= Problem =
Word for word, return every record.

= Exercise inputs =
————————
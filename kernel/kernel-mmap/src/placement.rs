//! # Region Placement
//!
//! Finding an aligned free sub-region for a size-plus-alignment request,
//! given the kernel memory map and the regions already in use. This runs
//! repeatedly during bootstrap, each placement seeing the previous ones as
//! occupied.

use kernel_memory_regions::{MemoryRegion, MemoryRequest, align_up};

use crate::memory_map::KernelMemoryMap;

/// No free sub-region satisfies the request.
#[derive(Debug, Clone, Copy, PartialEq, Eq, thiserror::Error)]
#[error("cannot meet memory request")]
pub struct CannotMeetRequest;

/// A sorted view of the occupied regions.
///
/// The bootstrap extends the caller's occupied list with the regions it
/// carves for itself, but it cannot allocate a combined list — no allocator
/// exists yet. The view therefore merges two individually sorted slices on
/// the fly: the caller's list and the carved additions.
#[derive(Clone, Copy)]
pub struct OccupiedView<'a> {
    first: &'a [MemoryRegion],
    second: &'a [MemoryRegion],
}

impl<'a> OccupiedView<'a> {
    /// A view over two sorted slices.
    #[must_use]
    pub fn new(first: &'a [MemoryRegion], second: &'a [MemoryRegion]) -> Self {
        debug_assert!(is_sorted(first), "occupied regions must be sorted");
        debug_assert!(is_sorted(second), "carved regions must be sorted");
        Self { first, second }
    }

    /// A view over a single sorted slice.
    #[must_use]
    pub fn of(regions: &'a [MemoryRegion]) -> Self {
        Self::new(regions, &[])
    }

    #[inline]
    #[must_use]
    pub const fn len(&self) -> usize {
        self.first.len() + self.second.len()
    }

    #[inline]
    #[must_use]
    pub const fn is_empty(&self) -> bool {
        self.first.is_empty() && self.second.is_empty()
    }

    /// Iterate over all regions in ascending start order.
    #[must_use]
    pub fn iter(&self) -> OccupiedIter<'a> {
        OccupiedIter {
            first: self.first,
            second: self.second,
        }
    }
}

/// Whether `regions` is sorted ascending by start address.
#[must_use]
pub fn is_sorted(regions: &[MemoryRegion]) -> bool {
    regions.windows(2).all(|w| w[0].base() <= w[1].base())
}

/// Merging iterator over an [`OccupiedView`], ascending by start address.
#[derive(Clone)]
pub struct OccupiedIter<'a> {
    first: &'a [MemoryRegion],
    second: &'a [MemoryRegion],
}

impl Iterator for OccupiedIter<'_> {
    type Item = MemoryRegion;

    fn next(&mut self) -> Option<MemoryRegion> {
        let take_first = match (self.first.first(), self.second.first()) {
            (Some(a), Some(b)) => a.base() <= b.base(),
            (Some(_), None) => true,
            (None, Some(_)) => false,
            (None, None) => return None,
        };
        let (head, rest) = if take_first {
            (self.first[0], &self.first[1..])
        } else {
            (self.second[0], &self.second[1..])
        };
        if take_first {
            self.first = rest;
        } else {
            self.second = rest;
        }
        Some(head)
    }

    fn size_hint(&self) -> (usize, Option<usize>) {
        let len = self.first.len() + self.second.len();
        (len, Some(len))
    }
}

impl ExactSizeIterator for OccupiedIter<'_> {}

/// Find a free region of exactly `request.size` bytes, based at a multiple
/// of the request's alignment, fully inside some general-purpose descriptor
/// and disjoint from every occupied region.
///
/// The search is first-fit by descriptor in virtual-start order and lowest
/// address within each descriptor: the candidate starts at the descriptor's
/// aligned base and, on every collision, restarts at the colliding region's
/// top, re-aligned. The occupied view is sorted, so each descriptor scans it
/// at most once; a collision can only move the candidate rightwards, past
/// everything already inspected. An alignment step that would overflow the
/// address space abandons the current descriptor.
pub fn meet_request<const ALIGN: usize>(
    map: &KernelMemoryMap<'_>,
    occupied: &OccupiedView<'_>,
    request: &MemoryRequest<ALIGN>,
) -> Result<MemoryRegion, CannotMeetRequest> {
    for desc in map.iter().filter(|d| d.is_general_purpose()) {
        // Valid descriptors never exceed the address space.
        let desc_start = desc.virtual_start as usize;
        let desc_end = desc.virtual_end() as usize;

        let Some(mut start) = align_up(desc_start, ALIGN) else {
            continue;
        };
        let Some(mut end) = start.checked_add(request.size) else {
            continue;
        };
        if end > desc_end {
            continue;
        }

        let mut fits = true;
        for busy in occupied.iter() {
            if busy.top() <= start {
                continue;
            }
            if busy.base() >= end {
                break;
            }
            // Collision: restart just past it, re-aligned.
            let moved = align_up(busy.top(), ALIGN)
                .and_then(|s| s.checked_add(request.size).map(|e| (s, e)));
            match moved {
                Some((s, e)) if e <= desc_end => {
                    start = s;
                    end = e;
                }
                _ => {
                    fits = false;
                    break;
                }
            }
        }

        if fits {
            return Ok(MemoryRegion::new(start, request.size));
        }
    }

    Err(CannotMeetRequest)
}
————————
= Task answer =
filename kernel/kernel-mmap/src/placement.rs
//! # Region Placement
//!
//! Finding an aligned free sub-region for a size-plus-alignment request,
//! given the kernel memory map and the regions already in use. This runs
//! repeatedly during bootstrap, each placement seeing the previous ones as
//! occupied.

use kernel_memory_regions::{MemoryRegion, MemoryRequest, align_up};

use crate::memory_map::KernelMemoryMap;

/// No free sub-region satisfies the request.
#[derive(Debug, Clone, Copy, PartialEq, Eq, thiserror::Error)]
#[error("cannot meet memory request")]
pub struct CannotMeetRequest;

/// A sorted view of the occupied regions.
///
/// The bootstrap extends the caller's occupied list with the regions it
/// carves for itself, but it cannot allocate a combined list — no allocator
/// exists yet. The view therefore merges two individually sorted slices on
/// the fly: the caller's list and the carved additions.
#[derive(Clone, Copy)]
pub struct OccupiedView<'a> {
    first: &'a [MemoryRegion],
    second: &'a [MemoryRegion],
}

impl<'a> OccupiedView<'a> {
    /// A view over two sorted slices.
    #[must_use]
    pub fn new(first: &'a [MemoryRegion], second: &'a [MemoryRegion]) -> Self {
        debug_assert!(is_sorted(first), "occupied regions must be sorted");
        debug_assert!(is_sorted(second), "carved regions must be sorted");
        Self { first, second }
    }

    /// A view over a single sorted slice.
    #[must_use]
    pub fn of(regions: &'a [MemoryRegion]) -> Self {
        Self::new(regions, &[])
    }

    #[inline]
    #[must_use]
    pub const fn len(&self) -> usize {
        self.first.len() + self.second.len()
    }

    #[inline]
    #[must_use]
    pub const fn is_empty(&self) -> bool {
        self.first.is_empty() && self.second.is_empty()
    }

    /// Iterate over all regions in ascending start order.
    #[must_use]
    pub fn iter(&self) -> OccupiedIter<'a> {
        OccupiedIter {
            first: self.first,
            second: self.second,
        }
    }
}

/// Whether `regions` is sorted ascending by start address.
#[must_use]
pub fn is_sorted(regions: &[MemoryRegion]) -> bool {
    regions.windows(2).all(|w| w[0].base() <= w[1].base())
}

/// Merging iterator over an [`OccupiedView`], ascending by start address.
#[derive(Clone)]
pub struct OccupiedIter<'a> {
    first: &'a [MemoryRegion],
    second: &'a [MemoryRegion],
}

impl Iterator for OccupiedIter<'_> {
    type Item = MemoryRegion;

    fn next(&mut self) -> Option<MemoryRegion> {
        let take_first = match (self.first.first(), self.second.first()) {
            (Some(a), Some(b)) => a.base() <= b.base(),
            (Some(_), None) => true,
            (None, Some(_)) => false,
            (None, None) => return None,
        };
        let (head, rest) = if take_first {
            (self.first[0], &self.first[1..])
        } else {
            (self.second[0], &self.second[1..])
        };
        if take_first {
            self.first = rest;
        } else {
            self.second = rest;
        }
        Some(head)
    }

    fn size_hint(&self) -> (usize, Option<usize>) {
        let len = self.first.len() + self.second.len();
        (len, Some(len))
    }
}

impl ExactSizeIterator for OccupiedIter<'_> {}

/// Find a free region of exactly `request.size` bytes, based at a multiple
/// of the request's alignment, fully inside some general-purpose descriptor
/// and disjoint from every occupied region.
///
/// The search is first-fit by descriptor in virtual-start order and lowest
/// address within each descriptor: the candidate starts at the descriptor's
/// aligned base and, on every collision, restarts at the colliding region's
/// top, re-aligned. The occupied view is sorted, so each descriptor scans it
/// at most once; a collision can only move the candidate rightwards, past
/// everything already inspected. An alignment step that would overflow the
/// address space abandons the current descriptor.
pub fn meet_request<const ALIGN: usize>(
    map: &KernelMemoryMap<'_>,
    occupied: &OccupiedView<'_>,
    request: &MemoryRequest<ALIGN>,
) -> Result<MemoryRegion, CannotMeetRequest> {
    for desc in map.iter().filter(|d| d.is_general_purpose()) {
        // Valid descriptors never exceed the address space.
        let desc_start = desc.virtual_start as usize;
        let desc_end = desc.virtual_end() as usize;

        let Some(mut start) = align_up(desc_start, ALIGN) else {
            continue;
        };
        let Some(mut end) = start.checked_add(request.size) else {
            continue;
        };
        if end > desc_end {
            continue;
        }

        let mut fits = true;
        for busy in occupied.iter() {
            if busy.top() <= start {
                continue;
            }
            if busy.base() >= end {
                break;
            }
            // Collision: restart just past it, re-aligned.
            let moved = align_up(busy.top(), ALIGN)
                .and_then(|s| s.checked_add(request.size).map(|e| (s, e)));
            match moved {
                Some((s, e)) if e <= desc_end => {
                    start = s;
                    end = e;
                }
                _ => {
                    fits = false;
                    break;
                }
            }
        }

        if fits {
            return Ok(MemoryRegion::new(start, request.size));
        }
    }

    Err(CannotMeetRequest)
}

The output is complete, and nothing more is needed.